Ständerat stimmt überraschend für Neutralitäts-Gegenvorschlag mit knapper Mehrheit
Felix HoffmannStänderat stimmt überraschend für Neutralitäts-Gegenvorschlag mit knapper Mehrheit
Die Schweizer Neutralitätsinitiative hat eine neue Debatte ausgelöst, nachdem der Ständerat mit knapper Mehrheit einen direkten Gegenvorschlag unterstützt hat. Die Initiative, als Reaktion auf Russlands Invasion in der Ukraine lanciert, fordert eine dauerhafte bewaffnete Neutralität sowie ein verfassungsmäßiges Verbot von Sanktionen. Die meisten Kantone und politischen Parteien lehnen den Plan jedoch weiterhin ab.

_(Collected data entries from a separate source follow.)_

//! Weighted directed edge value

use crate::errors::GraphError;
use crate::types::Weight;
use serde::{Deserialize, Serialize};
use std::fmt;

/// An immutable directed edge with a weight.
///
/// Ordering is by source, then target, then weight, which gives edge
/// snapshots a stable order regardless of backing.
#[derive(Debug, Clone, PartialEq, Eq, PartialOrd, Ord, Hash, Serialize, Deserialize)]
#[serde(
    try_from = "RawEdge<L>",
    bound(deserialize = "L: Deserialize<'de>")
)]
pub struct WeightedEdge<L> {
    source: L,
    target: L,
    weight: Weight,
}

/// Unchecked wire form; deserialization rejects negative weights
#[derive(Deserialize)]
struct RawEdge<L> {
    source: L,
    target: L,
    weight: Weight,
}

impl<L> TryFrom<RawEdge<L>> for WeightedEdge<L> {
    type Error = GraphError;

    fn try_from(raw: RawEdge<L>) -> std::result::Result<Self, Self::Error> {
        if raw.weight < 0 {
            return Err(GraphError::invalid_weight(raw.weight));
        }
        Ok(Self::new(raw.source, raw.target, raw.weight))
    }
}

impl<L> WeightedEdge<L> {
    /// Create a new edge. The caller guarantees `weight >= 0`.
    pub fn new(source: L, target: L, weight: Weight) -> Self {
        debug_assert!(weight >= 0, "edge weight must be non-negative");
        Self {
            source,
            target,
            weight,
        }
    }

    /// The source vertex
    pub fn source(&self) -> &L {
        &self.source
    }

    /// The target vertex
    pub fn target(&self) -> &L {
        &self.target
    }

    /// The edge weight
    pub fn weight(&self) -> Weight {
        self.weight
    }

    /// A copy of this edge carrying a different weight
    pub fn with_weight(&self, weight: Weight) -> Self
    where
        L: Clone,
    {
        Self::new(self.source.clone(), self.target.clone(), weight)
    }

    /// Whether `vertex` is either endpoint of this edge
    pub fn touches(&self, vertex: &L) -> bool
    where
        L: PartialEq,
    {
        &self.source == vertex || &self.target == vertex
    }

    /// Whether this edge connects `source` to `target`
    pub fn connects(&self, source: &L, target: &L) -> bool
    where
        L: PartialEq,
    {
        &self.source == source && &self.target == target
    }
}

impl<L: fmt::Debug> fmt::Display for WeightedEdge<L> {
    fn fmt(&self, f: &mut fmt::Formatter<'_>) -> fmt::Result {
        write!(f, "{:?} -> {:?} : {}", self.source, self.target, self.weight)
    }
}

Die Initiative entstand unmittelbar nach Beginn des Krieges in der Ukraine. Ihre Befürworter wollen, dass die Schweizer Neutralität und ein Sanktionenverbot in der Verfassung verankert werden. Sowohl der Nationalrat als auch der Bundesrat haben diesen Ansatz jedoch abgelehnt.
Am Donnerstag positionierte sich der Ständerat anders. Eine Minderheit, bestehend aus Mitgliedern der Schweizerischen Volkspartei (SVP) und der Mitte, setzte sich für den Gegenvorschlag ein. Die Abstimmung ging mit hauchdünner Mehrheit durch – 21 Stimmen dafür, 21 dagegen und eine Enthaltung.
Wirtschaftsverbände sind in der Frage gespalten. Während einige den Gegenvorschlag befürworten, lehnen andere verfassungsändernde Eingriffe ab. Nun muss der Nationalrat über die Vorlage entscheiden. Lehnt er den Gegenvorschlag ab, wird die Neutralitätsinitiative endgültig vom Tisch sein.
Das Schicksal der Initiative liegt nun beim Nationalrat. Eine Ablehnung würde das Vorhaben beenden, die Verfassung in den Punkten Neutralität und Sanktionen zu ändern. Die Entscheidung wird zeigen, ob der Vorschlag weiterverfolgt oder endgültig fallen gelassen wird.